How to maintain your wood stove? Tips tricks and advice

Very popular for its many ecological, energy, economic, but also aesthetic and trendy advantages, the wood stove has succeeded in a few years to rise to the top of the essentials of new homes and renovations. Like any heating element, rigorous and regular maintenance of the stove will ensure that it operates optimally and in fact will ensure a better longevity. How to maintain it effectively? What obligations are incumbent on the occupant of the accommodation? Here are some tips to ensure you can safely enjoy your stove as the cooler nights arrive.

Mandatory annual maintenance

Yes, but by whom, and what does it consist of?
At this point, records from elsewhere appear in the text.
// src/services/auth0.rs
//! Auth0 collaborator: authorize/logout URL construction, authorization-code
//! exchange, and ID-token verification against the tenant's published JWKS.
//!
//! The token endpoint call is the only outbound request the login flow makes.
//! ID tokens are never accepted on transport trust alone; the RS256 signature
//! is checked against the tenant's signing keys, along with issuer and
//! audience.

use jsonwebtoken::{decode, decode_header, Algorithm, DecodingKey, Validation};
use reqwest::Client;
use serde::{Deserialize, Serialize};
use std::time::{Duration, Instant};
use thiserror::Error;
use tokio::sync::RwLock;
use tracing::{debug, warn};

use crate::common::helpers::safe_token_log;

/// How long fetched signing keys are reused before a refresh
const JWKS_CACHE_SECS: u64 = 3600;

#[derive(Debug, Error)]
pub enum Auth0Error {
    #[error("Auth0 credentials are not configured")]
    NotConfigured,

    #[error("token exchange failed: {0}")]
    ExchangeFailed(String),

    #[error("identity token rejected: {0}")]
    TokenInvalid(String),

    #[error("failed to fetch signing keys: {0}")]
    JwksFetch(String),

    #[error("no signing key matches kid '{0}'")]
    UnknownKey(String),

    #[error("HTTP request failed: {0}")]
    RequestFailed(#[from] reqwest::Error),
}

/// Identity claims decoded from a verified ID token.
///
/// Known fields are lifted out; everything else the provider asserts lands
/// in `raw` untouched.
#[derive(Debug, Clone, Deserialize)]
pub struct IdentityClaims {
    pub sub: String,
    pub email: Option<String>,
    pub name: Option<String>,
    pub picture: Option<String>,
    #[serde(flatten)]
    pub raw: serde_json::Map<String, serde_json::Value>,
}

/// Response from the provider token endpoint
#[derive(Debug, Clone, Deserialize)]
pub struct TokenResponse {
    pub id_token: String,
    pub access_token: Option<String>,
    pub token_type: Option<String>,
    pub expires_in: Option<i64>,
}

#[derive(Debug, Serialize)]
struct TokenRequest<'a> {
    client_id: &'a str,
    client_secret: &'a str,
    code: &'a str,
    grant_type: &'static str,
    redirect_uri: &'a str,
}

#[derive(Debug, Clone, Deserialize)]
struct Jwks {
    keys: Vec<Jwk>,
}

#[derive(Debug, Clone, Deserialize)]
struct Jwk {
    kid: Option<String>,
    kty: String,
    n: Option<String>,
    e: Option<String>,
}

#[derive(Debug)]
pub struct Auth0Service {
    domain: String,
    client_id: String,
    client_secret: String,
    redirect_uri: String,
    client: Client,
    jwks_cache: RwLock<Option<(Instant, Jwks)>>,
}

impl Auth0Service {
    pub fn new(
        domain: &str,
        client_id: &str,
        client_secret: &str,
        redirect_uri: &str,
        client: Client,
    ) -> Self {
        Self {
            domain: domain.to_string(),
            client_id: client_id.to_string(),
            client_secret: client_secret.to_string(),
            redirect_uri: redirect_uri.to_string(),
            client,
            jwks_cache: RwLock::new(None),
        }
    }

    /// Build from AUTH0_DOMAIN / AUTH0_CLIENT_ID / AUTH0_CLIENT_SECRET,
    /// with the callback route appended to the deployment base URL
    pub fn from_env(base_url: &str, client: Client) -> Result<Self, Auth0Error> {
        let domain = std::env::var("AUTH0_DOMAIN").map_err(|_| Auth0Error::NotConfigured)?;
        let client_id = std::env::var("AUTH0_CLIENT_ID").map_err(|_| Auth0Error::NotConfigured)?;
        let client_secret =
            std::env::var("AUTH0_CLIENT_SECRET").map_err(|_| Auth0Error::NotConfigured)?;
        let redirect_uri = format!("{}/callback", base_url.trim_end_matches('/'));
        Ok(Self::new(
            &domain,
            &client_id,
            &client_secret,
            &redirect_uri,
            client,
        ))
    }

    fn issuer(&self) -> String {
        format!("https://{}/", self.domain)
    }

    /// Redirect target for login initiation
    pub fn authorize_url(&self, state: &str) -> String {
        format!(
            "https://{}/authorize?client_id={}&response_type=code&scope={}&state={}&redirect_uri={}&screen_hint=signup",
            self.domain,
            urlencoding::encode(&self.client_id),
            urlencoding::encode("openid profile email"),
            urlencoding::encode(state),
            urlencoding::encode(&self.redirect_uri),
        )
    }

    /// Redirect target for logout, bouncing back to `return_to`
    pub fn logout_url(&self, return_to: &str) -> String {
        format!(
            "https://{}/v2/logout?client_id={}&return_to={}",
            self.domain,
            urlencoding::encode(&self.client_id),
            urlencoding::encode(return_to),
        )
    }

    /// Exchange an authorization code for tokens at the provider token
    /// endpoint. A non-success status or error body surfaces as
    /// `ExchangeFailed`; no retries.
    pub async fn exchange_code(&self, code: &str) -> Result<TokenResponse, Auth0Error> {
        let token_url = format!("https://{}/oauth/token", self.domain);
        let payload = TokenRequest {
            client_id: &self.client_id,
            client_secret: &self.client_secret,
            code,
            grant_type: "authorization_code",
            redirect_uri: &self.redirect_uri,
        };

        debug!(endpoint = %token_url, "Exchanging authorization code");

        let response = self.client.post(&token_url).json(&payload).send().await?;
        let status = response.status();
        if !status.is_success() {
            let body = response.text().await.unwrap_or_default();
            warn!(http_status = %status, "Token endpoint returned error");
            return Err(Auth0Error::ExchangeFailed(format!(
                "status {}: {}",
                status, body
            )));
        }

        let token: TokenResponse = response
            .json()
            .await
            .map_err(|e| Auth0Error::ExchangeFailed(format!("malformed token response: {}", e)))?;
        Ok(token)
    }

    /// Verify an ID token's RS256 signature against the tenant JWKS and
    /// decode its claims, checking issuer and audience.
    pub async fn verify_id_token(&self, id_token: &str) -> Result<IdentityClaims, Auth0Error> {
        debug!(token = %safe_token_log(id_token), "Verifying identity token");
        let header = decode_header(id_token)
            .map_err(|e| Auth0Error::TokenInvalid(format!("bad header: {}", e)))?;
        let kid = header
            .kid
            .ok_or_else(|| Auth0Error::TokenInvalid("missing kid".to_string()))?;

        let jwk = match self.find_key(&kid, false).await? {
            Some(jwk) => jwk,
            // Key rotation: refetch once before giving up
            None => self
                .find_key(&kid, true)
                .await?
                .ok_or_else(|| Auth0Error::UnknownKey(kid.clone()))?,
        };

        let (n, e) = match (&jwk.n, &jwk.e) {
            (Some(n), Some(e)) if jwk.kty == "RSA" => (n.clone(), e.clone()),
            _ => return Err(Auth0Error::TokenInvalid("unsupported key type".to_string())),
        };
        let decoding_key = DecodingKey::from_rsa_components(&n, &e)
            .map_err(|e| Auth0Error::TokenInvalid(format!("bad signing key: {}", e)))?;

        let mut validation = Validation::new(Algorithm::RS256);
        validation.set_issuer(&[self.issuer()]);
        validation.set_audience(&[&self.client_id]);

        let token_data = decode::<IdentityClaims>(id_token, &decoding_key, &validation)
            .map_err(|e| Auth0Error::TokenInvalid(e.to_string()))?;
        Ok(token_data.claims)
    }

    async fn find_key(&self, kid: &str, force_refresh: bool) -> Result<Option<Jwk>, Auth0Error> {
        if !force_refresh {
            let cache = self.jwks_cache.read().await;
            if let Some((fetched, jwks)) = cache.as_ref() {
                if fetched.elapsed() < Duration::from_secs(JWKS_CACHE_SECS) {
                    return Ok(jwks
                        .keys
                        .iter()
                        .find(|k| k.kid.as_deref() == Some(kid))
                        .cloned());
                }
            }
        }

        let jwks = self.fetch_jwks().await?;
        let found = jwks
            .keys
            .iter()
            .find(|k| k.kid.as_deref() == Some(kid))
            .cloned();
        *self.jwks_cache.write().await = Some((Instant::now(), jwks));
        Ok(found)
    }

    async fn fetch_jwks(&self) -> Result<Jwks, Auth0Error> {
        let url = format!("https://{}/.well-known/jwks.json", self.domain);
        debug!(endpoint = %url, "Fetching JWKS");
        let response = self.client.get(&url).send().await?;
        let status = response.status();
        if !status.is_success() {
            return Err(Auth0Error::JwksFetch(format!("status {}", status)));
        }
        response
            .json::<Jwks>()
            .await
            .map_err(|e| Auth0Error::JwksFetch(e.to_string()))
    }
}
Maintaining your wood stove correctly guarantees efficient, long-lasting and safe combustion. An annual maintenance carried out by a qualified professional is mandatory. It must always be carried out at the same time, ideally at the end of summer before the start of the heating period, by a dealer or a professional chimney sweep with whom you can take out a maintenance contract. Ideally, this will be the company that installed the stove for best guarantee of results from a professional familiar with the appliance.

Annual maintenance consists of a complete check of the proper functioning of the device, the condition of the duct and any signs of deterioration such as leaks, deformations or cracks. Over time and repeated use, the flue may see the accumulation of bistre which is an accumulation of bad combustion waste (too humid wood, poor quality air inlet and outlet) which will form a residue solid until it clogs the flue and the walls of the stove. This phenomenon can cause a fire to start if the stove is not serviced annually.
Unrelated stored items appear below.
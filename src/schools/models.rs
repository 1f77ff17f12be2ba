// src/schools/models.rs

use serde::{Deserialize, Serialize};
use sqlx::FromRow;

/// NCES-style school level codes
pub const LEVEL_PRESCHOOL: i64 = 510;
pub const LEVEL_ELEMENTARY: i64 = 520;
pub const LEVEL_INTERMEDIATE: i64 = 530;
pub const LEVEL_HIGH: i64 = 540;
pub const LEVEL_ELEMENTARY_HIGH: i64 = 550;
pub const LEVEL_SECONDARY: i64 = 555;
pub const LEVEL_ADULT: i64 = 560;
pub const LEVEL_UNGRADED: i64 = 570;

/// Human-readable label for a school level code
pub fn level_label(level: i64) -> Option<&'static str> {
    match level {
        LEVEL_PRESCHOOL => Some("Preschool"),
        LEVEL_ELEMENTARY => Some("Elementary"),
        LEVEL_INTERMEDIATE => Some("Intermediate/Middle/Junior High"),
        LEVEL_HIGH => Some("High School"),
        LEVEL_ELEMENTARY_HIGH => Some("Elementary-High Combination"),
        LEVEL_SECONDARY => Some("Secondary"),
        LEVEL_ADULT => Some("Adult"),
        LEVEL_UNGRADED => Some("Ungraded"),
        _ => None,
    }
}

pub fn is_known_level(level: i64) -> bool {
    level_label(level).is_some()
}

#[derive(FromRow, Serialize, Deserialize, Debug, Clone)]
pub struct School {
    pub id: String,
    pub name: String,
    pub level: Option<i64>,
    #[serde(rename = "ncesId")]
    pub nces_id: Option<String>,
    pub address: Option<String>,
    pub phone: String,
    pub website: String,
    #[serde(rename = "createdAt")]
    pub created_at: String,
    #[serde(rename = "updatedAt")]
    pub updated_at: Option<String>,
}

#[derive(FromRow, Serialize, Debug, Clone)]
pub struct Member {
    pub id: String,
    #[serde(rename = "schoolId")]
    pub school_id: String,
    #[serde(rename = "accountId")]
    pub account_id: String,
    #[serde(rename = "createdAt")]
    pub created_at: String,
}

#[derive(Debug, Deserialize)]
pub struct SchoolListQuery {
    pub q: Option<String>,
    pub level: Option<i64>,
}

#[derive(Debug, Deserialize)]
pub struct CreateSchoolRequest {
    pub name: String,
    pub level: Option<i64>,
    #[serde(rename = "ncesId")]
    pub nces_id: Option<String>,
    pub address: Option<String>,
    pub phone: Option<String>,
    pub website: Option<String>,
}

/// School detail view with its level label and membership count
#[derive(Debug, Serialize)]
pub struct SchoolResponse {
    #[serde(flatten)]
    pub school: School,
    #[serde(rename = "levelLabel")]
    pub level_label: Option<&'static str>,
    #[serde(rename = "memberCount")]
    pub member_count: i64,
}

/// One of the caller's school memberships
#[derive(Debug, Serialize)]
pub struct MembershipResponse {
    #[serde(rename = "memberId")]
    pub member_id: String,
    pub school: School,
    #[serde(rename = "joinedAt")]
    pub joined_at: String,
}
Mandatory biannual sweeping

Twice a year, including once during its heating period, the wood stove must be swept, in addition to the annual maintenance. Sweeping consists of cleaning the smoke evacuation duct. It gives rise to a sweeping certificate which must be kept and sent to your insurer if a fire were to occur.

It should be remembered that regular checking of alarms and smoke detectors is essential to guarantee the safety of the occupants of the accommodation.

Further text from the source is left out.